• What needs to be done
After locating the line with "pub mod mock;" in the data that follows, return it and every later line exactly, up to and including the line with "vector length differs".

• Material provided
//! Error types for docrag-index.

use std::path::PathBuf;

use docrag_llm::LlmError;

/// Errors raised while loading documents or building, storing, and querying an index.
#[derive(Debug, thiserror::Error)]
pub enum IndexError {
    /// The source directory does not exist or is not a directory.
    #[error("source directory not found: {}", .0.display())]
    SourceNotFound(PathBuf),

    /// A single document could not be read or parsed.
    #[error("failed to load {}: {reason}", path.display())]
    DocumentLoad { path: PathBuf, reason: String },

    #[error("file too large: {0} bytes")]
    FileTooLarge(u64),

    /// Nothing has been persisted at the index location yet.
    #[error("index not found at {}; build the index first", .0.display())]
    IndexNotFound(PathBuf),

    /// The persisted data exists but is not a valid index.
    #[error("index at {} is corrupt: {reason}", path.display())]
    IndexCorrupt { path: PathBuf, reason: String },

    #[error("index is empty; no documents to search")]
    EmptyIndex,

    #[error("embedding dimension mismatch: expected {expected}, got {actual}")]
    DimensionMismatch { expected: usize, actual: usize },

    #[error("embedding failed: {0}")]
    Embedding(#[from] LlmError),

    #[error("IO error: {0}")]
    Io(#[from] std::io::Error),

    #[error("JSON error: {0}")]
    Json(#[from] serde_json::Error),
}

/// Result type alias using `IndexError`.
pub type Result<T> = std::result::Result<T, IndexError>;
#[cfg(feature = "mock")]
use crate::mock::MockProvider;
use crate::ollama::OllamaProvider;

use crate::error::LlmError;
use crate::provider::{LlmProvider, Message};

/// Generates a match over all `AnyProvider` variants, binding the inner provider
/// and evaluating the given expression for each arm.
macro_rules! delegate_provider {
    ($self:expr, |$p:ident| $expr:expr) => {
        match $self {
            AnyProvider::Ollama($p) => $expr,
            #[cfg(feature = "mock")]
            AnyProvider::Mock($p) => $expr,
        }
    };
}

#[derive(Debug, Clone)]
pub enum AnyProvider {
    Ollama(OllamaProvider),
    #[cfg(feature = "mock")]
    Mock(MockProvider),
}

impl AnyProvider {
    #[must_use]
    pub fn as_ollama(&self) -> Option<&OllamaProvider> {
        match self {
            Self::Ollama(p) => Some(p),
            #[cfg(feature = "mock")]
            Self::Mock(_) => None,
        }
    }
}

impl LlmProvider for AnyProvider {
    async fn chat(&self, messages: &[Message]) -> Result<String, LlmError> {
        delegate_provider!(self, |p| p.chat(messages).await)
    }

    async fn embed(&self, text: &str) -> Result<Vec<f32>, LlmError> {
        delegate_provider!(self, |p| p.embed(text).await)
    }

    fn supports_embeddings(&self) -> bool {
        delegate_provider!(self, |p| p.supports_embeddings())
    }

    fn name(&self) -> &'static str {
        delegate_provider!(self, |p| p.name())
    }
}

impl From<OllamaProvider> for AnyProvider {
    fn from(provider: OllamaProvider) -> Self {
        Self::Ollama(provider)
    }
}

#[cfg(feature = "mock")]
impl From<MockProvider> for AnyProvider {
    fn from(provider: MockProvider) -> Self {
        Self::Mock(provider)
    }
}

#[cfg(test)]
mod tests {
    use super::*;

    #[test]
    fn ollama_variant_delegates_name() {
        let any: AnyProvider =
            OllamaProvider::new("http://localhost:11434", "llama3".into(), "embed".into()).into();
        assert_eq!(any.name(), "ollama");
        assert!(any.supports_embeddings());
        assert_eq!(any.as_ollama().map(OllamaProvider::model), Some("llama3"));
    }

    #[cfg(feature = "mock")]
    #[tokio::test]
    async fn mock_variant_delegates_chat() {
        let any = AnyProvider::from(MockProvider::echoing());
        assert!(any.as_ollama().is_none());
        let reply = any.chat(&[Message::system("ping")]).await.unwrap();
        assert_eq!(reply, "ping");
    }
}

--

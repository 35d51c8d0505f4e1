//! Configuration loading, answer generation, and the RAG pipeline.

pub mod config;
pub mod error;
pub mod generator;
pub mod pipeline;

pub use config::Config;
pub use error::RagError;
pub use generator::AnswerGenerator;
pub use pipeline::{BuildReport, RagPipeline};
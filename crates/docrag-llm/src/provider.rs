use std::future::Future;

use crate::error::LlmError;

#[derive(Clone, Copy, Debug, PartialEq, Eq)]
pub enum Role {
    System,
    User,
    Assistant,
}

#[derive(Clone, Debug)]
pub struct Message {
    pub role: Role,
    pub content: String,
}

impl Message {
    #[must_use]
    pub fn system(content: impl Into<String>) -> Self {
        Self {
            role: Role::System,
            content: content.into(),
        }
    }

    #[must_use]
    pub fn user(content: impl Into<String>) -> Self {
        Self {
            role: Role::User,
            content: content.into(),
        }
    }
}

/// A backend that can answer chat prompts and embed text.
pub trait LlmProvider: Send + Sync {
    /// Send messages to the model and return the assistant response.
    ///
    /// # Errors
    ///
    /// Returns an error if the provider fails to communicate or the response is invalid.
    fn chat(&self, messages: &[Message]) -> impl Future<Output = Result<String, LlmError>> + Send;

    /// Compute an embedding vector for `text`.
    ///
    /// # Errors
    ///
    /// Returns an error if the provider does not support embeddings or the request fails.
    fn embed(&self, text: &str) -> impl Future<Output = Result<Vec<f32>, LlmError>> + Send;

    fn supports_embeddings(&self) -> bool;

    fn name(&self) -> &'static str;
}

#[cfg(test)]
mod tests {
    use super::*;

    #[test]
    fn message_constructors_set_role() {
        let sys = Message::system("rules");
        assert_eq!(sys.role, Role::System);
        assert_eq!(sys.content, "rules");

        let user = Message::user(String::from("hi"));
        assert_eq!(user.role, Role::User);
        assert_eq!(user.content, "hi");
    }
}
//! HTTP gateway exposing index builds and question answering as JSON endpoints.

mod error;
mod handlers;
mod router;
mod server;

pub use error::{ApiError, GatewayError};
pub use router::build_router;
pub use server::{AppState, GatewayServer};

* * *

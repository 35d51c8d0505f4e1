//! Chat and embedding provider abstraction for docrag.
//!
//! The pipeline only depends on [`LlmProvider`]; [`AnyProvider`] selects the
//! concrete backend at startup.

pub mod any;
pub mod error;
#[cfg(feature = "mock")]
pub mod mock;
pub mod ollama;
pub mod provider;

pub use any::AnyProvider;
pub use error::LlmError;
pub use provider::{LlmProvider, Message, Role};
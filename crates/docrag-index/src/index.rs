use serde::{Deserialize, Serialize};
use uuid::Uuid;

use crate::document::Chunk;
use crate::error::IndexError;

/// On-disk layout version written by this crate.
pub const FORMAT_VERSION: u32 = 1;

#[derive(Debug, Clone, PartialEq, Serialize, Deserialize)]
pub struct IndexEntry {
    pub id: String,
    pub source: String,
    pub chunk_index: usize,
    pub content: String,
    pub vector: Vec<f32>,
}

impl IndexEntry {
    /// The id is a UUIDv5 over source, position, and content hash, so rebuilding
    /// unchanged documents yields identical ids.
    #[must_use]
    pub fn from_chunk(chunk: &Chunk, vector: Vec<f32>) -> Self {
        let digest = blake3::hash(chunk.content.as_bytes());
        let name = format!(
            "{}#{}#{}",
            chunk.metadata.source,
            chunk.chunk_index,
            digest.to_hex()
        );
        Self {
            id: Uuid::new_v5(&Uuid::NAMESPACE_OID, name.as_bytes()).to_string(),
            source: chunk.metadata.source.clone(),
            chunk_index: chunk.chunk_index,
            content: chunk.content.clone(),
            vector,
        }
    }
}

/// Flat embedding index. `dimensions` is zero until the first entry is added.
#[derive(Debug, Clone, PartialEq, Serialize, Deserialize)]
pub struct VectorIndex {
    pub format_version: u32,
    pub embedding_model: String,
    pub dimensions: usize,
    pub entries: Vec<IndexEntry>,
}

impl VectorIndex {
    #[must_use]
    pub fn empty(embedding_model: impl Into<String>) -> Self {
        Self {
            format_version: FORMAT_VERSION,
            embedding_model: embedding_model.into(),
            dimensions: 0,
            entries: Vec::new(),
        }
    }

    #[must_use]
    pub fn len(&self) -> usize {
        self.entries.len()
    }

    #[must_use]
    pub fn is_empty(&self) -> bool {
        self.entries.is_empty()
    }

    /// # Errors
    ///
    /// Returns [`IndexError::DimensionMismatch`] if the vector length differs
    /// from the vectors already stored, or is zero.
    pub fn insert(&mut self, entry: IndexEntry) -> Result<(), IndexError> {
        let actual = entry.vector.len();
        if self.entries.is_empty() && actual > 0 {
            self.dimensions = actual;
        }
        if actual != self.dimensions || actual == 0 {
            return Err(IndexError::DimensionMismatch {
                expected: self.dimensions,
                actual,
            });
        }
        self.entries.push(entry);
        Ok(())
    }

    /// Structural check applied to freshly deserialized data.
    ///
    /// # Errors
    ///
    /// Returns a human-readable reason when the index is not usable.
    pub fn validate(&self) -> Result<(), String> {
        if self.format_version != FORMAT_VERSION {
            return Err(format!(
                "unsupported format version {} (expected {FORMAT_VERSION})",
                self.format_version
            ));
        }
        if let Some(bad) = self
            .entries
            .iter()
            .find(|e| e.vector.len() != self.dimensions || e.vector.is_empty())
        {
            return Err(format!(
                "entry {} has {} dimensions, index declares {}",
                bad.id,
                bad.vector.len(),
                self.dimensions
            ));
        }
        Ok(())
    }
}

• Answer box
pub mod mock;
pub mod ollama;
pub mod provider;

pub use any::AnyProvider;
pub use error::LlmError;
pub use provider::{LlmProvider, Message, Role};
filename crates/docrag-index/src/index.rs
use serde::{Deserialize, Serialize};
use uuid::Uuid;

use crate::document::Chunk;
use crate::error::IndexError;

/// On-disk layout version written by this crate.
pub const FORMAT_VERSION: u32 = 1;

#[derive(Debug, Clone, PartialEq, Serialize, Deserialize)]
pub struct IndexEntry {
    pub id: String,
    pub source: String,
    pub chunk_index: usize,
    pub content: String,
    pub vector: Vec<f32>,
}

impl IndexEntry {
    /// The id is a UUIDv5 over source, position, and content hash, so rebuilding
    /// unchanged documents yields identical ids.
    #[must_use]
    pub fn from_chunk(chunk: &Chunk, vector: Vec<f32>) -> Self {
        let digest = blake3::hash(chunk.content.as_bytes());
        let name = format!(
            "{}#{}#{}",
            chunk.metadata.source,
            chunk.chunk_index,
            digest.to_hex()
        );
        Self {
            id: Uuid::new_v5(&Uuid::NAMESPACE_OID, name.as_bytes()).to_string(),
            source: chunk.metadata.source.clone(),
            chunk_index: chunk.chunk_index,
            content: chunk.content.clone(),
            vector,
        }
    }
}

/// Flat embedding index. `dimensions` is zero until the first entry is added.
#[derive(Debug, Clone, PartialEq, Serialize, Deserialize)]
pub struct VectorIndex {
    pub format_version: u32,
    pub embedding_model: String,
    pub dimensions: usize,
    pub entries: Vec<IndexEntry>,
}

impl VectorIndex {
    #[must_use]
    pub fn empty(embedding_model: impl Into<String>) -> Self {
        Self {
            format_version: FORMAT_VERSION,
            embedding_model: embedding_model.into(),
            dimensions: 0,
            entries: Vec::new(),
        }
    }

    #[must_use]
    pub fn len(&self) -> usize {
        self.entries.len()
    }

    #[must_use]
    pub fn is_empty(&self) -> bool {
        self.entries.is_empty()
    }

    /// # Errors
    ///
    /// Returns [`IndexError::DimensionMismatch`] if the vector length differs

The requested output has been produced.